Entries taken from a collection:
────────────────────
// SPDX-License-Identifier: MIT
// Copyright (c) 2026 ADNT Sarl <info@adnt.io>

//! Command implementations for switch management operations.

use std::fs::{self, File};
use std::io::{BufWriter, Seek, SeekFrom, Write};
use std::path::Path;

use anyhow::{bail, Context, Result};
use indicatif::{ProgressBar, ProgressStyle};
use tracing::debug;

use switchtec::common::image::{write_header, ImageFooter};
use switchtec::common::protocol::MAX_EVENT_COUNTERS;
use switchtec::common::EVENT_TYPES;
use switchtec::{image_info, CounterSetup, Device, EventTypeMask, ImageInfo, ImageType, Toggle};

fn progress_bar(total: u64) -> Result<ProgressBar> {
    let pb = ProgressBar::new(total);
    pb.set_style(
        ProgressStyle::default_bar()
            .template(
                "{spinner:.green} [{elapsed_precise}] [{bar:40.cyan/blue}] {bytes}/{total_bytes} ({eta})",
            )?
            .progress_chars("#>-"),
    );
    Ok(pb)
}

fn print_partition(label: &str, info: &ImageInfo) {
    println!(
        "  {:<18} {:<5} {:<12} @0x{:08x} ({:#x} bytes){}{}",
        label,
        info.image_type.name(),
        info.version.as_deref().unwrap_or("(no image)"),
        info.address,
        info.length,
        info.crc.map(|c| format!(" CRC 0x{:08x}", c)).unwrap_or_default(),
        if info.active { " [active]" } else { "" },
    );
}

/// Show the link status of every populated port.
pub fn status(dev: &Device) -> Result<()> {
    let ports = dev.status().context("Link status query failed")?;

    println!("{}: {} ports", dev.name(), ports.len());
    for p in &ports {
        println!();
        println!(
            "Partition {} {} Port {} (stack {}, port {})",
            p.partition,
            if p.upstream_port { "USP" } else { "DSP" },
            p.logical_port_id,
            p.stack,
            p.stack_port_id
        );
        println!("  Phys Port ID: {}", p.physical_port_id);
        println!(
            "  Status:       {}",
            if p.link_up { "UP" } else { "DOWN" }
        );
        println!("  LTSSM:        {}", p.ltssm_str);
        println!(
            "  Width:        x{} (configured x{})",
            p.negotiated_width, p.configured_width
        );
        if p.link_up {
            println!("  Rate:         Gen{}", p.link_rate);
        }
    }

    Ok(())
}

/// Send one value through the controller.
pub fn echo(dev: &Device, value: u32) -> Result<()> {
    let received = dev.echo(value)?;
    println!("Sent:     0x{:08x}", value);
    println!("Received: 0x{:08x}", received);
    Ok(())
}

/// Verify the command path end to end.
pub fn test(dev: &Device) -> Result<()> {
    dev.self_test()
        .with_context(|| format!("{}: self test failed", dev.name()))?;
    println!("{}: PASS", dev.name());
    Ok(())
}

/// Reset the switch.
pub fn hard_reset(dev: &Device, yes: bool) -> Result<()> {
    if !yes {
        bail!(
            "A hard reset takes every link on {} down; pass --yes to confirm",
            dev.name()
        );
    }
    dev.hard_reset()?;
    println!("{}: reset issued", dev.name());
    Ok(())
}

/// Show the partition layout.
pub fn fw_info(dev: &Device, all: bool) -> Result<()> {
    let fw = dev.firmware();

    let (status, bg) = fw.download_status()?;
    println!("Download status: {} (background {:?})", status, bg);
    println!();

    if all {
        println!("Partitions:");
        for info in fw.enumerate_partitions(ImageType::ALL.len())? {
            print_partition(&format!("{:?}", info.image_type), &info);
        }
        return Ok(());
    }

    let parts = fw.active_partition_info()?;
    println!("Firmware:");
    print_partition("Active", &parts.active_fw);
    print_partition("Inactive", &parts.inactive_fw);
    println!("Config:");
    print_partition("Active", &parts.active_cfg);
    print_partition("Inactive", &parts.inactive_cfg);

    Ok(())
}

/// Download an update file.
pub fn fw_update(dev: &Device, file: &Path, dont_activate: bool) -> Result<()> {
    let mut image =
        File::open(file).with_context(|| format!("Failed to open {}", file.display()))?;

    // Refuse files the controller would reject anyway.
    let info = image_info(&mut image)
        .with_context(|| format!("{} is not a valid update file", file.display()))?;
    image.seek(SeekFrom::Start(0))?;

    println!(
        "File:    {} ({} image, {}, {} bytes)",
        file.display(),
        info.image_type.name(),
        info.version.as_deref().unwrap_or("?"),
        info.length
    );
    println!("Device:  {}", dev.name());
    println!();

    let toggle = if dont_activate {
        Toggle::NONE
    } else if info.image_type.is_config_bank() {
        Toggle {
            firmware: false,
            config: true,
        }
    } else {
        Toggle::FIRMWARE
    };
    debug!(?info, ?toggle, "update file verified");

    let total = image.metadata()?.len();
    let pb = progress_bar(total)?;

    let result = dev
        .firmware()
        .write_image(&mut image, toggle, |done, _| pb.set_position(done));

    let status = match result {
        Ok(status) => status,
        Err(err) => {
            pb.abandon();
            return Err(err).context("Firmware download failed");
        }
    };
    pb.finish_with_message("Download complete");
    println!();

    println!("{}", status);
    if !status.is_activated() {
        println!(
            "Use 'switchtec --device {} fw-toggle' to activate the new image.",
            dev.name()
        );
    }
    Ok(())
}

/// Switch the active bank(s).
pub fn fw_toggle(dev: &Device, firmware: bool, config: bool) -> Result<()> {
    // No flag means the firmware bank, as fw-update does.
    let firmware = firmware || !config;

    let status = dev.firmware().toggle_active(firmware, config)?;
    println!("{}", status);

    let parts = dev.firmware().active_partition_info()?;
    print_partition("Active firmware", &parts.active_fw);
    print_partition("Active config", &parts.active_cfg);
    Ok(())
}

/// Dump a flash range into a file.
pub fn fw_read(dev: &Device, addr: u32, len: u32, out: &Path) -> Result<()> {
    let file =
        File::create(out).with_context(|| format!("Failed to create {}", out.display()))?;
    let mut writer = BufWriter::new(file);

    let pb = progress_bar(len as u64)?;
    let result =
        dev.firmware()
            .read_image_to(&mut writer, addr, len as usize, |done, _| pb.set_position(done));
    if let Err(err) = result {
        pb.abandon();
        return Err(err).context("Flash read failed");
    }
    writer.flush()?;
    pb.finish_and_clear();

    println!(
        "Read {} bytes from 0x{:08x} into {}",
        len,
        addr,
        out.display()
    );
    Ok(())
}

/// Show and verify an update file.
pub fn fw_img_info(file: &Path) -> Result<()> {
    let mut f = File::open(file).with_context(|| format!("Failed to open {}", file.display()))?;
    let info = image_info(&mut f)
        .with_context(|| format!("{} failed verification", file.display()))?;

    println!("File:      {}", file.display());
    println!("Type:      {} ({:?})", info.image_type.name(), info.image_type);
    println!("Version:   {}", info.version.as_deref().unwrap_or("?"));
    println!("Load addr: 0x{:08x}", info.address);
    println!("Length:    {} bytes", info.length);
    if let Some(crc) = info.crc {
        println!("CRC:       0x{:08x} (OK)", crc);
    }
    Ok(())
}

/// Build an update file from a raw payload.
pub fn fw_img_build(
    payload: &Path,
    image_type: ImageType,
    load_addr: u32,
    version: u32,
    out: &Path,
) -> Result<()> {
    let data =
        fs::read(payload).with_context(|| format!("Failed to read {}", payload.display()))?;
    if data.is_empty() {
        bail!("{} is empty", payload.display());
    }

    let footer = ImageFooter::seal(&data, load_addr, version)
        .with_context(|| format!("Failed to seal {}", payload.display()))?;
    let mut file = write_header(image_type, &footer).to_vec();
    file.extend_from_slice(&data);

    fs::write(out, &file).with_context(|| format!("Failed to write {}", out.display()))?;

    println!(
        "Wrote {} ({} image {}, {} payload bytes, CRC 0x{:08x})",
        out.display(),
        image_type.name(),
        footer.version_string(),
        data.len(),
        footer.image_crc
    );
    Ok(())
}

/// Program one event counter.
pub fn evcntr_setup(
    dev: &Device,
    stack: usize,
    counter: usize,
    ports: u64,
    types: &str,
    egress: bool,
    threshold: u32,
) -> Result<()> {
    let Some(type_mask) = EventTypeMask::parse_list(types) else {
        bail!("Unknown event type in {:?}; see 'switchtec evcntr-types'", types);
    };
    if type_mask.is_empty() {
        bail!("No event types given");
    }

    let setup = CounterSetup {
        port_mask: ports,
        type_mask,
        egress,
        threshold,
    };
    dev.event_counters()
        .configure(stack, counter, &setup)
        .with_context(|| format!("Failed to set up counter {} on stack {}", counter, stack))?;

    println!("Stack {} counter {} set up", stack, counter);
    Ok(())
}

/// Read a range of counters.
pub fn evcntr(
    dev: &Device,
    stack: usize,
    first: usize,
    count: Option<usize>,
    clear: bool,
    setup: bool,
) -> Result<()> {
    let count = count.unwrap_or_else(|| MAX_EVENT_COUNTERS.saturating_sub(first));
    let counters = dev.event_counters();

    if !setup {
        let counts = counters.read(stack, first, count, clear)?;
        for (i, c) in counts.iter().enumerate() {
            println!("Stack {} counter {:2}: {}", stack, first + i, c);
        }
        return Ok(());
    }

    for (i, (s, c)) in counters
        .read_with_setup(stack, first, count, clear)?
        .into_iter()
        .enumerate()
    {
        if s.type_mask.is_empty() {
            continue;
        }
        let names: Vec<_> = s.type_mask.type_names().collect();
        println!(
            "Stack {} counter {:2}: {:>10}  ports 0x{:012x} {} {}{}",
            stack,
            first + i,
            c,
            s.port_mask,
            if s.egress { "egress" } else { "ingress" },
            names.join(","),
            if s.threshold > 0 {
                format!(" (threshold {})", s.threshold)
            } else {
                String::new()
            }
        );
    }
    Ok(())
}

/// List countable event types.
pub fn evcntr_types() -> Result<()> {
    for ty in &EVENT_TYPES {
        println!("  {:<20} {}", ty.name, ty.help);
    }
    println!();
    println!("Unions: ALL_ERRORS, ALL_TLPS, ALL");
    Ok(())
}
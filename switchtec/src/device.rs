// SPDX-License-Identifier: MIT
// Copyright (c) 2026 ADNT Sarl <info@adnt.io>

//! Device handle and MRPC command channel.
//!
//! The controller executes one MRPC command at a time. A [`Device`] holds
//! its transport behind a mutex, and [`Device::submit`] keeps that lock in
//! the returned [`PendingResponse`] until the response has been read, so a
//! second request can never overtake an outstanding one. Distinct devices
//! share nothing and run in parallel.

use std::io;
use std::path::Path;
use std::sync::{Mutex, MutexGuard, PoisonError};
use std::time::Duration;

use switchtec_common::protocol::{
    MRPC_ECHO, MRPC_MAX_DATA_LEN, MRPC_RESET, MRPC_STATUS_LEN, RESET_HARD,
};
use tracing::{debug, info, warn};

use crate::error::{Error, Result};
use crate::link::{HexLtssm, LtssmTable};
use crate::transport::{CharDevTransport, Transport};

/// Default pause between two status polls.
pub const DEFAULT_POLL_INTERVAL: Duration = Duration::from_millis(5);

/// Default limit on a single polling phase.
pub const DEFAULT_POLL_TIMEOUT: Duration = Duration::from_secs(30);

/// How long-running commands are polled for completion.
#[derive(Debug, Clone, Copy, PartialEq, Eq)]
pub struct PollConfig {
    pub interval: Duration,
    pub timeout: Duration,
}

impl Default for PollConfig {
    fn default() -> Self {
        Self {
            interval: DEFAULT_POLL_INTERVAL,
            timeout: DEFAULT_POLL_TIMEOUT,
        }
    }
}

type Channel = Option<Box<dyn Transport>>;

/// Handle to one switch.
pub struct Device {
    name: String,
    channel: Mutex<Channel>,
    poll: PollConfig,
    ltssm: Box<dyn LtssmTable>,
}

impl Device {
    /// Open the switchtec character device at `path`.
    pub fn open(path: impl AsRef<Path>) -> Result<Self> {
        let path = path.as_ref();
        let transport = CharDevTransport::open(path)?;
        info!("Opened {}", path.display());
        Ok(Self::with_transport(path.display().to_string(), transport))
    }

    /// Wrap an already-connected transport.
    pub fn with_transport(name: impl Into<String>, transport: impl Transport + 'static) -> Self {
        Self {
            name: name.into(),
            channel: Mutex::new(Some(Box::new(transport))),
            poll: PollConfig::default(),
            ltssm: Box::new(HexLtssm),
        }
    }

    pub fn with_poll_config(mut self, poll: PollConfig) -> Self {
        self.poll = poll;
        self
    }

    pub fn with_ltssm_table(mut self, table: impl LtssmTable + 'static) -> Self {
        self.ltssm = Box::new(table);
        self
    }

    pub fn name(&self) -> &str {
        &self.name
    }

    pub fn poll_config(&self) -> PollConfig {
        self.poll
    }

    pub fn set_poll_config(&mut self, poll: PollConfig) {
        self.poll = poll;
    }

    pub(crate) fn ltssm_table(&self) -> &dyn LtssmTable {
        self.ltssm.as_ref()
    }

    /// Release the transport. Every later command fails with `Closed`.
    pub fn close(&self) {
        if self.lock().take().is_some() {
            debug!("Closed {}", self.name);
        }
    }

    pub fn is_closed(&self) -> bool {
        self.lock().is_none()
    }

    /// Submit a command without waiting for its response.
    ///
    /// The channel stays locked until the returned handle is consumed by
    /// [`PendingResponse::read_response`] or dropped.
    pub fn submit(&self, opcode: u32, payload: &[u8]) -> Result<PendingResponse<'_>> {
        if payload.len() > MRPC_MAX_DATA_LEN {
            return Err(Error::PayloadTooLarge {
                len: payload.len(),
                max: MRPC_MAX_DATA_LEN,
            });
        }

        let mut guard = self.lock();
        let transport = guard.as_mut().ok_or_else(|| self.closed())?;

        debug!(opcode, len = payload.len(), "MRPC submit");
        transport
            .submit(opcode, payload)
            .map_err(channel_error)?;

        Ok(PendingResponse {
            guard,
            device: self,
            opcode,
            consumed: false,
        })
    }

    /// Submit a command and block until its `resp_len`-byte response arrives.
    pub fn call(&self, opcode: u32, payload: &[u8], resp_len: usize) -> Result<Vec<u8>> {
        if resp_len > MRPC_MAX_DATA_LEN {
            return Err(Error::PayloadTooLarge {
                len: resp_len,
                max: MRPC_MAX_DATA_LEN,
            });
        }
        self.submit(opcode, payload)?.read_response(resp_len)
    }

    /// Send `input` through the controller and return what comes back.
    pub fn echo(&self, input: u32) -> Result<u32> {
        let resp = self.call(MRPC_ECHO, &input.to_le_bytes(), 4)?;
        Ok(u32::from_le_bytes([resp[0], resp[1], resp[2], resp[3]]))
    }

    /// Check the command path end to end: a healthy controller echoes the
    /// bitwise complement of its input.
    pub fn self_test(&self) -> Result<()> {
        for pattern in [0xAA55_AA55, 0x1234_5678, 0xFFFF_0000] {
            let received = self.echo(pattern)?;
            if received != !pattern {
                return Err(Error::EchoMismatch {
                    sent: pattern,
                    expected: !pattern,
                    received,
                });
            }
        }
        Ok(())
    }

    /// Reset the whole switch. The controller drops off the bus, so this
    /// returns as soon as the command is accepted.
    pub fn hard_reset(&self) -> Result<()> {
        warn!("Hard reset of {}", self.name);
        self.call(MRPC_RESET, &RESET_HARD.to_le_bytes(), 0)?;
        Ok(())
    }

    fn lock(&self) -> MutexGuard<'_, Channel> {
        self.channel.lock().unwrap_or_else(PoisonError::into_inner)
    }

    fn closed(&self) -> Error {
        Error::Closed {
            name: self.name.clone(),
        }
    }
}

impl std::fmt::Debug for Device {
    fn fmt(&self, f: &mut std::fmt::Formatter<'_>) -> std::fmt::Result {
        f.debug_struct("Device")
            .field("name", &self.name)
            .field("poll", &self.poll)
            .finish_non_exhaustive()
    }
}

/// A submitted command whose response has not been read yet.
pub struct PendingResponse<'a> {
    guard: MutexGuard<'a, Channel>,
    device: &'a Device,
    opcode: u32,
    consumed: bool,
}

impl PendingResponse<'_> {
    pub fn opcode(&self) -> u32 {
        self.opcode
    }

    /// Read the response, expecting exactly `resp_len` data bytes.
    pub fn read_response(mut self, resp_len: usize) -> Result<Vec<u8>> {
        self.consumed = true;
        let opcode = self.opcode;
        let transport = self.guard.as_mut().ok_or_else(|| self.device.closed())?;

        let mut buf = vec![0u8; MRPC_STATUS_LEN + resp_len];
        let actual = transport.read_response(&mut buf).map_err(channel_error)?;
        let short = Error::ShortResponse {
            opcode,
            expected: buf.len(),
            actual,
        };
        if actual < MRPC_STATUS_LEN {
            return Err(short);
        }

        // An error reply carries the return code and no data.
        let code = u32::from_le_bytes([buf[0], buf[1], buf[2], buf[3]]);
        if code != 0 {
            debug!(opcode, code, "MRPC error");
            return Err(Error::Mrpc { opcode, code });
        }
        if actual < buf.len() {
            return Err(short);
        }

        Ok(buf.split_off(MRPC_STATUS_LEN))
    }
}

impl Drop for PendingResponse<'_> {
    fn drop(&mut self) {
        if self.consumed {
            return;
        }
        // Drain the response so the next command does not read it.
        if let Some(transport) = self.guard.as_mut() {
            warn!(opcode = self.opcode, "Discarding unread MRPC response");
            let mut scratch = [0u8; MRPC_STATUS_LEN + MRPC_MAX_DATA_LEN];
            let _ = transport.read_response(&mut scratch);
        }
    }
}

fn channel_error(err: io::Error) -> Error {
    if err.kind() == io::ErrorKind::ResourceBusy {
        Error::Busy
    } else {
        Error::Io { source: err }
    }
}
// SPDX-License-Identifier: MIT
// Copyright (c) 2026 ADNT Sarl <info@adnt.io>

//! Hardware event counters.
//!
//! Counters are addressed by (stack, slot). Reads are ranged: one command
//! returns a contiguous run of slots, and with `clear` set the controller
//! zeroes each counter in the same operation that reads it.

use switchtec_common::evcntr::{
    get_request, max_counters_per_read, record_len, setup_request, COUNT_RECORD_LEN,
    EVCNTR_GET, EVCNTR_GET_BOTH, EVCNTR_GET_SETUP, SETUP_RECORD_LEN,
};
use switchtec_common::protocol::{MAX_EVENT_COUNTERS, MAX_STACKS, MRPC_EVCNTR};
use switchtec_common::{CounterSetup, DecodeError, EventTypeMask};
use tracing::debug;

use crate::device::Device;
use crate::error::{Error, Result};

/// Event counter operations on one device.
#[derive(Debug, Clone, Copy)]
pub struct EventCounters<'a> {
    dev: &'a Device,
}

impl Device {
    pub fn event_counters(&self) -> EventCounters<'_> {
        EventCounters { dev: self }
    }
}

impl EventCounters<'_> {
    /// Program one counter slot.
    pub fn configure(&self, stack: usize, counter: usize, setup: &CounterSetup) -> Result<()> {
        check_stack(stack)?;
        check_counter(counter)?;
        if setup.port_mask & !CounterSetup::PORT_MASK_LIMIT != 0 {
            return Err(Error::InvalidRequest("port mask selects ports beyond the switch limit"));
        }
        if !EventTypeMask::all().contains(setup.type_mask) {
            return Err(Error::InvalidRequest("event type mask has undefined bits"));
        }

        debug!(stack, counter, ?setup, "event counter setup");
        self.dev
            .call(MRPC_EVCNTR, &setup_request(stack as u8, counter as u8, setup), 0)?;
        Ok(())
    }

    /// Configuration of `count` slots starting at `first`.
    pub fn get_setup(&self, stack: usize, first: usize, count: usize) -> Result<Vec<CounterSetup>> {
        self.ranged(EVCNTR_GET_SETUP, stack, first, count, false, CounterSetup::from_bytes)
    }

    /// Counts of `count` slots starting at `first`, optionally clearing them.
    pub fn read(&self, stack: usize, first: usize, count: usize, clear: bool) -> Result<Vec<u32>> {
        self.ranged(EVCNTR_GET, stack, first, count, clear, decode_count)
    }

    /// Configuration and count of each slot in the range.
    pub fn read_with_setup(
        &self,
        stack: usize,
        first: usize,
        count: usize,
        clear: bool,
    ) -> Result<Vec<(CounterSetup, u32)>> {
        self.ranged(EVCNTR_GET_BOTH, stack, first, count, clear, |rec| {
            let setup = CounterSetup::from_bytes(rec)?;
            let count = decode_count(&rec[SETUP_RECORD_LEN..])?;
            Ok((setup, count))
        })
    }

    /// Issue the fewest ranged reads whose responses fit the MRPC limit.
    fn ranged<T, D>(
        &self,
        sub_cmd: u8,
        stack: usize,
        first: usize,
        count: usize,
        clear: bool,
        decode: D,
    ) -> Result<Vec<T>>
    where
        D: Fn(&[u8]) -> std::result::Result<T, DecodeError>,
    {
        check_stack(stack)?;
        check_counter(first)?;
        if count == 0 {
            return Err(Error::InvalidRequest("counter count must be at least one"));
        }
        if count > MAX_EVENT_COUNTERS - first {
            return Err(Error::out_of_range(
                "last counter",
                (first as u64).saturating_add(count as u64 - 1),
                MAX_EVENT_COUNTERS,
            ));
        }

        let rec_len = record_len(sub_cmd).ok_or(Error::InvalidRequest("unknown counter read"))?;
        let per_read = max_counters_per_read(rec_len);
        let end = first + count;
        let mut out = Vec::with_capacity(count);

        let mut next = first;
        while next < end {
            let n = (end - next).min(per_read);
            let req = get_request(sub_cmd, stack as u8, next as u8, n as u8, clear);
            let resp = self.dev.call(MRPC_EVCNTR, &req, n * rec_len)?;

            for rec in resp.chunks_exact(rec_len) {
                let item = decode(rec).map_err(|source| Error::Malformed {
                    opcode: MRPC_EVCNTR,
                    source,
                })?;
                out.push(item);
            }
            next += n;
        }
        Ok(out)
    }
}

fn check_stack(stack: usize) -> Result<()> {
    if stack >= MAX_STACKS {
        return Err(Error::out_of_range("stack", stack as u64, MAX_STACKS));
    }
    Ok(())
}

fn check_counter(counter: usize) -> Result<()> {
    if counter >= MAX_EVENT_COUNTERS {
        return Err(Error::out_of_range("counter", counter as u64, MAX_EVENT_COUNTERS));
    }
    Ok(())
}

fn decode_count(rec: &[u8]) -> std::result::Result<u32, DecodeError> {
    if rec.len() < COUNT_RECORD_LEN {
        return Err(DecodeError::Truncated {
            need: COUNT_RECORD_LEN,
            got: rec.len(),
        });
    }
    Ok(u32::from_le_bytes([rec[0], rec[1], rec[2], rec[3]]))
}
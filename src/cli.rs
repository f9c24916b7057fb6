// SPDX-FileCopyrightText: 2026 Daniel Nylander <daniel@danielnylander.se>
//
// SPDX-License-Identifier: GPL-3.0-or-later

use std::path::PathBuf;
use clap::{Parser, Subcommand};
use thiserror::Error as TeError;

#[derive(Debug, Parser)]
pub struct Cli {
    #[command(subcommand)]
    pub command: Commands,
}

#[derive(Debug, Subcommand)]
#[command(
    version = env!("GIT_DESCRIBE_OR_CARGO_PKG_VERSION"),
    about = "A commandline tool to preview translation files in context before committing them."
)]
pub enum Commands {
    #[command(name = "preview")]
    #[command(
        about = "Renders translation entries with state, UI-role guess and truncation flags",
        long_about = "Renders one row per translation entry of the given Qt Linguist (.ts) or GNU Gettext (.po/.pot) file,\n\
            showing its translation state, guessed UI role, truncation risk and a simulated widget preview.",
    )]
    Preview {
        translation_file: PathBuf,
        /// Only show entries with this state or flag.
        #[clap(short, long, default_value_t, value_enum)]
        filter: crate::subcmd::preview::PreviewFilter,
        /// Case-insensitive substring search over source, translation, context and comment.
        #[arg(short, long)]
        search: Option<String>,
    },

    #[command(name = "export")]
    #[command(
        about = "Exports all entries of a translation file to CSV or JSON",
        long_about = "Exports all entries of the given translation file to CSV or JSON with the fields\n\
            msgid, msgstr, state, context, reference and comment.\n\n\
            Output is printed to stdout unless an output path is given.",
    )]
    Export {
        translation_file: PathBuf,
        #[clap(short, long, default_value_t, value_enum)]
        format: crate::subcmd::export::ExportFormat,
        /// Write to this file instead of stdout.
        #[arg(short, long)]
        output: Option<PathBuf>,
    },

    #[command(name = "statistics")]
    #[command(
        about = "Prints translation statistics of a file or a directory tree",
        long_about = "Prints entry statistics (translated/untranslated/fuzzy/truncated) of the given translation file.\n\n\
            When a directory is given, all .po/.pot/.ts files below it are included.",
    )]
    Statistics {
        path: PathBuf,
        #[clap(short, long, default_value_t, value_enum)]
        format: crate::subcmd::statistics::StatsFormat,
    },
}

#[derive(TeError, Debug)]
#[error("{0}")]
pub enum CliError {
    Preview(#[from] crate::subcmd::preview::CmdError),
    Export(#[from] crate::subcmd::export::CmdError),
    Statistics(#[from] crate::subcmd::statistics::CmdError),
}

pub fn execute() -> Result<(), CliError> {
    let args = Cli::parse();

    use crate::subcmd;
    match args.command {
        Commands::Preview { translation_file, filter, search } => {
            subcmd::subcmd_preview(&translation_file, filter, search.as_deref())?;
        },
        Commands::Export { translation_file, format, output } => {
            subcmd::subcmd_export(&translation_file, format, output.as_deref())?;
        },
        Commands::Statistics { path, format } => {
            subcmd::subcmd_statistics(&path, format)?;
        },
    }

    Ok(())
}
────────────────────
▸ EXERCISE AIM
Copy the records above exactly, beginning at the line that contains "Reset the switch." and stopping after the line that contains "for info in".

▸ SOLUTION BELOW
/// Reset the switch.
pub fn hard_reset(dev: &Device, yes: bool) -> Result<()> {
    if !yes {
        bail!(
            "A hard reset takes every link on {} down; pass --yes to confirm",
            dev.name()
        );
    }
    dev.hard_reset()?;
    println!("{}: reset issued", dev.name());
    Ok(())
}

/// Show the partition layout.
pub fn fw_info(dev: &Device, all: bool) -> Result<()> {
    let fw = dev.firmware();

    let (status, bg) = fw.download_status()?;
    println!("Download status: {} (background {:?})", status, bg);
    println!();

    if all {
        println!("Partitions:");
        for info in fw.enumerate_partitions(ImageType::ALL.len())? {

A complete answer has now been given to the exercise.